- Governo avalia ceder em pontos da regra de transição para o fim da jornada 6×1, em busca de acordo com centrais sindicais e empregadores.
- Medida visa destravar as negociações e modernizar as relações trabalhistas no país.
- A jornada 6×1, com seis dias de trabalho por um de folga, pode migrar para modelos como a escala 5×2, com resistência em relação ao período de transição.
- A flexibilização pode trazer prazos maiores de adaptação, incentivos a novas jornadas e programas de requalificação para trabalhadores afetados, com expectativa de aprovação ainda neste ano.
- O governo também aponta medidas no Senado, como financiamento para produtores rurais e políticas para a recuperação da Caatinga, ressaltando o esforço de cooperação entre Executivo e Legislativo.
O governo federal avalia flexibilizar pontos da regra de transição para o fim da jornada 6×1, buscando destravar negociações com centrais sindicais e empregadores para modernizar as relações trabalhistas.

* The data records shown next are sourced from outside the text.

//! Scenario 命令处理

use anyhow::{bail, Result};
use colored::Colorize;
use serde::Serialize;
use std::path::{Path, PathBuf};

use atp_executor::{Scenario, ScriptedEvent, ScriptedScenario};

use super::output::{output_formatted, TableRow};
use crate::config::{load_config, load_scripted, scan_scenario_dir, DEFAULT_SCENARIO_DIR};
use crate::ScenarioAction;

pub async fn handle(action: ScenarioAction) -> Result<()> {
    match action {
        ScenarioAction::List { dir, format } => list_scenarios(dir, &format),
        ScenarioAction::Validate { file } => validate_scenario(&file),
    }
}

/// 场景列表中的一行
#[derive(Debug, Serialize)]
pub struct ScenarioRow {
    pub name: String,
    pub source: String,
    pub description: String,
}

impl TableRow for ScenarioRow {
    fn headers() -> Vec<&'static str> {
        vec!["名称", "来源", "描述"]
    }

    fn row(&self) -> Vec<String> {
        vec![
            self.name.clone(),
            self.source.clone(),
            self.description.clone(),
        ]
    }
}

/// 内置场景行
pub fn builtin_rows() -> Vec<ScenarioRow> {
    atp_scenarios::builtin_scenarios(0)
        .into_iter()
        .map(|(name, scenario)| ScenarioRow {
            name,
            source: "builtin".to_string(),
            description: scenario.description().unwrap_or_default(),
        })
        .collect()
}

/// 脚本场景行, 无效文件的描述为错误信息
pub fn scripted_rows(dir: &Path) -> Result<Vec<ScenarioRow>> {
    Ok(scan_scenario_dir(dir)?
        .into_iter()
        .map(|file| {
            let source = file.file_name();
            match file.scenario {
                Ok(scenario) => ScenarioRow {
                    name: scenario.name,
                    source,
                    description: scenario.description.unwrap_or_default(),
                },
                Err(e) => ScenarioRow {
                    name: "-".to_string(),
                    source,
                    description: format!("无效: {}", e),
                },
            }
        })
        .collect())
}

fn list_scenarios(dir: Option<PathBuf>, format: &str) -> Result<()> {
    let dir = match dir {
        Some(dir) => dir,
        None => load_config(None)?
            .run
            .scenario_dir
            .unwrap_or_else(|| PathBuf::from(DEFAULT_SCENARIO_DIR)),
    };

    let mut rows = builtin_rows();
    if dir.exists() {
        rows.extend(scripted_rows(&dir)?);
    } else if format == "table" {
        println!("{}", format!("场景目录不存在: {:?}", dir).yellow());
        println!("可以通过配置文件中的 run.scenario_dir 或 --dir 指定场景目录\n");
    }

    output_formatted(&rows, format)
}

fn validate_scenario(file: &Path) -> Result<()> {
    let scenario = match load_scripted(file) {
        Ok(scenario) => scenario,
        Err(e) => {
            println!("{} {}", "✗".red().bold(), e.red());
            bail!("场景文件无效: {:?}", file);
        }
    };

    println!(
        "{} 场景有效: {}",
        "✓".green().bold(),
        scenario.name.cyan().bold()
    );
    print_details(&scenario);
    Ok(())
}

fn print_details(scenario: &ScriptedScenario) {
    if let Some(desc) = &scenario.description {
        println!("描述: {}", desc.bright_black());
    }
    println!("时长: {} s", scenario.duration.to_string().yellow());
    if !scenario.tags.is_empty() {
        println!("标签: {}", scenario.tags.join(", ").bright_black());
    }
    if !scenario.initial.is_empty() {
        println!("初值: {}", scenario.initial.len().to_string().yellow());
    }
    println!("事件: {}", scenario.events.len().to_string().yellow());
    for event in &scenario.events {
        match event {
            ScriptedEvent::SetInput {
                time, name, value, ..
            } => println!("  [{:.6}] {} = {}", time, name, value),
            ScriptedEvent::Stop { time, .. } => println!("  [{:.6}] 停止", time),
        }
    }
    if let Some(window) = &scenario.capture {
        println!(
            "采集: {:.6}s 起 {:.6}s",
            window.start, window.duration
        );
    }
}

#[cfg(test)]
mod tests {
    use super::*;

    #[test]
    fn test_builtin_rows() {
        let rows = builtin_rows();
        assert_eq!(rows.len(), 12);
        assert!(rows.iter().all(|row| row.source == "builtin"));
        assert!(rows[0].description.contains("A-B"));
    }

    #[test]
    fn test_scripted_rows() {
        let dir = tempfile::tempdir().unwrap();
        std::fs::write(
            dir.path().join("close.yaml"),
            "name: close\ndescription: 合闸\nduration: 1.0\n",
        )
        .unwrap();
        std::fs::write(dir.path().join("empty.json"), "{}").unwrap();

        let rows = scripted_rows(dir.path()).unwrap();
        assert_eq!(rows.len(), 2);
        assert_eq!(rows[0].name, "close");
        assert_eq!(rows[0].description, "合闸");
        assert_eq!(rows[1].name, "-");
        assert!(rows[1].description.starts_with("无效"));
    }

    #[test]
    fn test_validate_scenario_file() {
        let dir = tempfile::tempdir().unwrap();
        let good = dir.path().join("good.yaml");
        std::fs::write(&good, "name: good\nduration: 2.0\n").unwrap();
        assert!(validate_scenario(&good).is_ok());

        let bad = dir.path().join("bad.yaml");
        std::fs::write(&bad, "name: bad\nduration: -1.0\n").unwrap();
        assert!(validate_scenario(&bad).is_err());
    }
}
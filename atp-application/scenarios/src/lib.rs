//! ATP 场景库
//!
//! 环形母线微电网的内置场景:
//! - 各类短路故障
//! - 随机负荷投切
//! - 单开关合分闸
//!
//! 事件时刻带随机抖动, 随机数由种子确定, 相同种子复现同一批次。

pub mod fault;
pub mod load_step;
pub mod ringbus;
pub mod switching;

pub use fault::FaultScenario;
pub use load_step::{LoadStepScenario, SourceMix};
pub use ringbus::FaultType;
pub use switching::SwitchingScenario;

use atp_executor::{LifecycleAdapter, Scenario, SimulationDriver};
use rand::{Rng, SeedableRng};
use rand_chacha::ChaCha8Rng;
use std::sync::Arc;
use tokio::sync::Mutex;
use tracing::{debug, info};

/// 事件时刻的最大抖动 (秒)
pub const MAX_JITTER: f64 = 0.16;

/// 场景内的随机源
///
/// 场景以 `&self` 运行, 随机状态放在锁后面, 每次 setup 重新抽样。
pub struct ScenarioRng {
    inner: Mutex<ChaCha8Rng>,
}

impl ScenarioRng {
    pub fn from_seed(seed: u64) -> Self {
        Self {
            inner: Mutex::new(ChaCha8Rng::seed_from_u64(seed)),
        }
    }

    /// 从系统熵初始化
    pub fn from_entropy() -> Self {
        Self {
            inner: Mutex::new(ChaCha8Rng::from_entropy()),
        }
    }

    /// `[low, high)` 上的均匀分布
    pub async fn uniform(&self, low: f64, high: f64) -> f64 {
        if high <= low {
            return low;
        }
        self.inner.lock().await.gen_range(low..high)
    }

    /// `base` 加上 `[0, max_delay)` 的随机延迟
    pub async fn jitter(&self, base: f64, max_delay: f64) -> f64 {
        base + self.uniform(0.0, max_delay).await
    }

    /// `[0, len)` 上的随机下标
    pub async fn index(&self, len: usize) -> usize {
        if len <= 1 {
            return 0;
        }
        self.inner.lock().await.gen_range(0..len)
    }
}

/// 配置了采集信号时预约采集窗口, 否则跳过
pub async fn capture_if_configured(
    driver: &mut SimulationDriver,
    start_time: f64,
    duration: f64,
) -> atp_executor::Result<bool> {
    let config = driver.config();
    if config.analog_signals.is_empty() && config.digital_signals.is_empty() {
        debug!("未配置采集信号, 跳过 {:.6}s 起的采集窗口", start_time);
        return Ok(false);
    }
    driver
        .schedule_capture_at_sample_rate(start_time, duration)
        .await?;
    Ok(true)
}

/// 内置场景, 名称唯一且按固定顺序排列
///
/// 每个场景使用 `seed` 派生的独立随机源, 过滤掉部分场景不影响其余场景的抽样。
pub fn builtin_scenarios(seed: u64) -> Vec<(String, Arc<dyn Scenario>)> {
    let mut scenarios: Vec<(String, Arc<dyn Scenario>)> = Vec::new();
    let mut next_seed = {
        let mut derived = seed;
        move || {
            let current = derived;
            derived = derived.wrapping_add(1);
            current
        }
    };

    for fault in FaultType::ALL {
        let scenario = FaultScenario::new(fault, ScenarioRng::from_seed(next_seed()));
        scenarios.push((scenario.name(), Arc::new(scenario)));
    }

    for mix in SourceMix::ALL {
        let scenario = LoadStepScenario::new(mix, ScenarioRng::from_seed(next_seed()));
        scenarios.push((scenario.name(), Arc::new(scenario)));
    }

    let switching = SwitchingScenario::new(
        switching::DEFAULT_DURATION,
        ScenarioRng::from_seed(next_seed()),
    );
    scenarios.push((switching.name(), Arc::new(LifecycleAdapter::new(switching))));

    info!("内置场景 {} 个 (种子 {})", scenarios.len(), seed);
    scenarios
}
//! 短路故障场景

use async_trait::async_trait;
use atp_executor::{ExecutorError, Result, Scenario, SimulationDriver};
use tracing::info;

use crate::ringbus::{self, FaultType, GenOpMode};
use crate::{capture_if_configured, ScenarioRng, MAX_JITTER};

/// 场景时长 (秒)
pub const FAULT_SCENARIO_DURATION: f64 = 10.0;

/// 故障发生的基准时刻
pub const FAULT_ONSET: f64 = 5.0;

/// 故障清除的基准时刻
pub const FAULT_CLEAR: f64 = 7.0;

/// 采集窗口在故障发生前开始的提前量
pub const CAPTURE_LEAD: f64 = 0.1;

/// 采集窗口长度
pub const CAPTURE_LENGTH: f64 = 0.5;

/// 负荷依次投入的基准时刻
const LOAD_CONNECT_TIMES: [f64; 4] = [2.0, 2.5, 3.0, 3.5];

/// 短路故障场景
///
/// 机组构网运行, 负荷全部投入后施加故障, 随后清除, 采集窗口覆盖故障发生时刻。
pub struct FaultScenario {
    fault: FaultType,
    rng: ScenarioRng,
}

impl FaultScenario {
    pub fn new(fault: FaultType, rng: ScenarioRng) -> Self {
        Self { fault, rng }
    }

    pub fn fault(&self) -> FaultType {
        self.fault
    }

    pub fn name(&self) -> String {
        format!("fault_{}", self.fault.label())
    }
}

#[async_trait]
impl Scenario for FaultScenario {
    async fn setup(&self, driver: &mut SimulationDriver) -> Result<()> {
        driver.declare_duration(FAULT_SCENARIO_DURATION)?;
        ringbus::apply_defaults(driver).await?;

        driver.schedule_input(0.0, ringbus::GEN_ON, 1.0)?;
        driver.schedule_input(1.0, ringbus::GEN_OP_MODE, GenOpMode::GridForming.value())?;

        for (switch, base) in ringbus::LOAD_SWITCHES.iter().zip(LOAD_CONNECT_TIMES) {
            let time = self.rng.jitter(base, MAX_JITTER).await;
            driver.schedule_input(time, switch, ringbus::SWITCH_ON)?;
        }

        let onset = self.rng.jitter(FAULT_ONSET, MAX_JITTER).await;
        let clear = self.rng.jitter(FAULT_CLEAR, MAX_JITTER).await;
        driver.schedule_input(onset, ringbus::FAULT_CTRL, self.fault.value())?;
        driver.schedule_input(clear, ringbus::FAULT_CTRL, FaultType::None.value())?;

        capture_if_configured(driver, onset - CAPTURE_LEAD, CAPTURE_LENGTH).await?;

        info!(
            "故障场景 {}: {:.6}s 发生, {:.6}s 清除",
            self.fault, onset, clear
        );
        Ok(())
    }

    async fn teardown(&self, _driver: &mut SimulationDriver) -> Result<()> {
        info!("故障场景 {} 结束", self.fault);
        Ok(())
    }

    fn validate(&self) -> Result<()> {
        if self.fault == FaultType::None {
            return Err(ExecutorError::ScenarioContract(
                "故障场景必须指定故障类型".to_string(),
            ));
        }
        Ok(())
    }

    fn description(&self) -> Option<String> {
        Some(format!(
            "{} 短路故障, 约 {}s 发生, 约 {}s 清除",
            self.fault, FAULT_ONSET, FAULT_CLEAR
        ))
    }
}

A ideia é chegar a um acordo que reduza entraves ao avanço da reforma.
A jornada 6×1 envolve seis dias de trabalho por um de folga e é criticada por trabalhadores e apontada como desafiadora para empresas. A proposta de extinguir o modelo enfrenta resistência, especialmente no período de transição para novos formatos.
O governo busca um meio-termo que minimize impactos para trabalhadores e empresas, com adaptações graduais. Entre as possibilidades estão prazos mais longos para a transição, incentivos a novas jornadas e programas de requalificação.
A flexibilização pode envolver fases de implementação, medidas para evitar prejuízos e mecanismos de acompanhamento para ajustar regras conforme a evolução do mercado. A expectativa é aprovar a reforma ainda neste ano.
Medidas complementares do governo
uma medida provisória já libera financiamento a motoristas de aplicativo, taxistas e cooperativas de táxi para aquisição de veículos novos, visando modernizar a frota e melhorar condições de trabalho.
A CAE do Senado analisa destinação de recursos do pré-sal para financiar dívidas rurais, ajudando produtores afetados por crises climáticas e outros fatores, fortalecendo a segurança alimentar.
Outro projeto em pauta prevê a Política Nacional para Recuperação da Vegetação da Caatinga, com foco em conservação e uso sustentável do bioma, diante de desafios como desmatamento.
A articulação entre governo e Congresso mostra esforço para promover desenvolvimento econômico e social, com medidas para diferentes setores. A reforma trabalhista, incluindo a possível flexibilização da transição, é parte desse conjunto.